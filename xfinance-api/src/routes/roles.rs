/// Role, permission and action administration
///
/// Every endpoint here needs the `roles:manage` permission. Roles bundle
/// named permissions (admin screens) and numeric action codes (add-in
/// buttons).

use crate::{
    app::AppState,
    error::{ApiError, ApiResult},
    routes::Deleted,
};
use axum::{
    extract::{Path, State},
    http::StatusCode,
    Extension, Json,
};
use serde::{Deserialize, Serialize};
use serde_json::json;
use uuid::Uuid;
use validator::Validate;
use xfinance_shared::{
    auth::{
        authorization::{permissions, require_permission},
        middleware::AuthContext,
    },
    models::{
        action::Action,
        log::{AuditLog, NewLog},
        permission::{CreatePermission, Permission},
        role::{CreateRole, Role, UpdateRole},
    },
};

#[derive(Debug, Deserialize, Validate)]
pub struct CreateRoleRequest {
    #[validate(length(min = 1, max = 50, message = "Name must be 1-50 characters"))]
    pub name: String,

    pub description: Option<String>,
}

#[derive(Debug, Deserialize, Validate)]
pub struct UpdateRoleRequest {
    #[validate(length(min = 1, max = 50, message = "Name must be 1-50 characters"))]
    pub name: Option<String>,

    pub description: Option<String>,
}

/// Role with everything it grants
#[derive(Debug, Serialize)]
pub struct RoleDetail {
    #[serde(flatten)]
    pub role: Role,
    pub permissions: Vec<Permission>,
    pub actions: Vec<Action>,
}

#[derive(Debug, Deserialize)]
pub struct SetPermissionsRequest {
    pub permission_ids: Vec<Uuid>,
}

#[derive(Debug, Deserialize)]
pub struct SetActionsRequest {
    pub codes: Vec<i32>,
}

#[derive(Debug, Deserialize, Validate)]
pub struct CreatePermissionRequest {
    #[validate(length(min = 1, max = 100, message = "Name must be 1-100 characters"))]
    pub name: String,

    pub description: Option<String>,
}

#[derive(Debug, Deserialize, Validate)]
pub struct CreateActionRequest {
    #[validate(range(min = 1, message = "Action code must be positive"))]
    pub code: i32,

    #[validate(length(min = 1, max = 100, message = "Name must be 1-100 characters"))]
    pub name: String,

    pub description: Option<String>,
}

async fn guard(state: &AppState, auth: &AuthContext) -> ApiResult<()> {
    require_permission(&state.db, auth, permissions::ROLES_MANAGE).await?;
    Ok(())
}

pub async fn list(
    State(state): State<AppState>,
    Extension(auth): Extension<AuthContext>,
) -> ApiResult<Json<Vec<Role>>> {
    guard(&state, &auth).await?;
    Ok(Json(Role::list(&state.db).await?))
}

pub async fn get(
    State(state): State<AppState>,
    Extension(auth): Extension<AuthContext>,
    Path(id): Path<Uuid>,
) -> ApiResult<Json<RoleDetail>> {
    guard(&state, &auth).await?;

    let role = Role::find_by_id(&state.db, id)
        .await?
        .ok_or_else(|| ApiError::not_found("Role"))?;

    let permissions = Permission::list_for_role(&state.db, id).await?;
    let actions = Action::list_for_role(&state.db, id).await?;

    Ok(Json(RoleDetail {
        role,
        permissions,
        actions,
    }))
}

pub async fn create(
    State(state): State<AppState>,
    Extension(auth): Extension<AuthContext>,
    Json(req): Json<CreateRoleRequest>,
) -> ApiResult<(StatusCode, Json<Role>)> {
    guard(&state, &auth).await?;
    req.validate()?;

    let role = Role::create(
        &state.db,
        CreateRole {
            name: req.name.trim().to_string(),
            description: req.description,
        },
    )
    .await?;

    AuditLog::record_quietly(
        &state.db,
        NewLog::info("roles.create", format!("Created role {}", role.name)).by(auth.user_id),
    )
    .await;

    Ok((StatusCode::CREATED, Json(role)))
}

pub async fn update(
    State(state): State<AppState>,
    Extension(auth): Extension<AuthContext>,
    Path(id): Path<Uuid>,
    Json(req): Json<UpdateRoleRequest>,
) -> ApiResult<Json<Role>> {
    guard(&state, &auth).await?;
    req.validate()?;

    let role = Role::update(
        &state.db,
        id,
        UpdateRole {
            name: req.name.map(|n| n.trim().to_string()),
            description: req.description,
        },
    )
    .await?
    .ok_or_else(|| ApiError::not_found("Role"))?;

    Ok(Json(role))
}

pub async fn delete(
    State(state): State<AppState>,
    Extension(auth): Extension<AuthContext>,
    Path(id): Path<Uuid>,
) -> ApiResult<Json<Deleted>> {
    guard(&state, &auth).await?;

    if !Role::delete(&state.db, id).await? {
        return Err(ApiError::not_found("Role"));
    }

    AuditLog::record_quietly(
        &state.db,
        NewLog::warn("roles.delete", "Deleted role")
            .by(auth.user_id)
            .with_metadata(json!({ "role_id": id })),
    )
    .await;

    Ok(Json(Deleted::yes()))
}

/// Replaces the role's permissions
pub async fn set_permissions(
    State(state): State<AppState>,
    Extension(auth): Extension<AuthContext>,
    Path(id): Path<Uuid>,
    Json(req): Json<SetPermissionsRequest>,
) -> ApiResult<Json<RoleDetail>> {
    guard(&state, &auth).await?;

    let role = Role::find_by_id(&state.db, id)
        .await?
        .ok_or_else(|| ApiError::not_found("Role"))?;

    Role::set_permissions(&state.db, id, &req.permission_ids).await?;

    AuditLog::record_quietly(
        &state.db,
        NewLog::info("roles.set_permissions", format!("Updated permissions of {}", role.name))
            .by(auth.user_id)
            .with_metadata(json!({ "role_id": id, "permission_ids": req.permission_ids })),
    )
    .await;

    let permissions = Permission::list_for_role(&state.db, id).await?;
    let actions = Action::list_for_role(&state.db, id).await?;

    Ok(Json(RoleDetail {
        role,
        permissions,
        actions,
    }))
}

/// Replaces the role's action codes
pub async fn set_actions(
    State(state): State<AppState>,
    Extension(auth): Extension<AuthContext>,
    Path(id): Path<Uuid>,
    Json(req): Json<SetActionsRequest>,
) -> ApiResult<Json<RoleDetail>> {
    guard(&state, &auth).await?;

    let role = Role::find_by_id(&state.db, id)
        .await?
        .ok_or_else(|| ApiError::not_found("Role"))?;

    Role::set_actions(&state.db, id, &req.codes).await?;

    AuditLog::record_quietly(
        &state.db,
        NewLog::info("roles.set_actions", format!("Updated actions of {}", role.name))
            .by(auth.user_id)
            .with_metadata(json!({ "role_id": id, "codes": req.codes })),
    )
    .await;

    let permissions = Permission::list_for_role(&state.db, id).await?;
    let actions = Action::list_for_role(&state.db, id).await?;

    Ok(Json(RoleDetail {
        role,
        permissions,
        actions,
    }))
}

pub async fn list_permissions(
    State(state): State<AppState>,
    Extension(auth): Extension<AuthContext>,
) -> ApiResult<Json<Vec<Permission>>> {
    guard(&state, &auth).await?;
    Ok(Json(Permission::list(&state.db).await?))
}

pub async fn create_permission(
    State(state): State<AppState>,
    Extension(auth): Extension<AuthContext>,
    Json(req): Json<CreatePermissionRequest>,
) -> ApiResult<(StatusCode, Json<Permission>)> {
    guard(&state, &auth).await?;
    req.validate()?;

    let permission = Permission::create(
        &state.db,
        CreatePermission {
            name: req.name.trim().to_string(),
            description: req.description,
        },
    )
    .await?;

    Ok((StatusCode::CREATED, Json(permission)))
}

pub async fn delete_permission(
    State(state): State<AppState>,
    Extension(auth): Extension<AuthContext>,
    Path(id): Path<Uuid>,
) -> ApiResult<Json<Deleted>> {
    guard(&state, &auth).await?;

    if !Permission::delete(&state.db, id).await? {
        return Err(ApiError::not_found("Permission"));
    }

    Ok(Json(Deleted::yes()))
}

pub async fn list_actions(
    State(state): State<AppState>,
    Extension(auth): Extension<AuthContext>,
) -> ApiResult<Json<Vec<Action>>> {
    guard(&state, &auth).await?;
    Ok(Json(Action::list(&state.db).await?))
}

pub async fn create_action(
    State(state): State<AppState>,
    Extension(auth): Extension<AuthContext>,
    Json(req): Json<CreateActionRequest>,
) -> ApiResult<(StatusCode, Json<Action>)> {
    guard(&state, &auth).await?;
    req.validate()?;

    let action = Action::create(
        &state.db,
        Action {
            code: req.code,
            name: req.name.trim().to_string(),
            description: req.description,
        },
    )
    .await?;

    Ok((StatusCode::CREATED, Json(action)))
}

pub async fn delete_action(
    State(state): State<AppState>,
    Extension(auth): Extension<AuthContext>,
    Path(code): Path<i32>,
) -> ApiResult<Json<Deleted>> {
    guard(&state, &auth).await?;

    if !Action::delete(&state.db, code).await? {
        return Err(ApiError::not_found("Action"));
    }

    Ok(Json(Deleted::yes()))
}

----------

Count each line of the entries that holds the word "info", then state the total and nothing more.

* _Exercise response_
3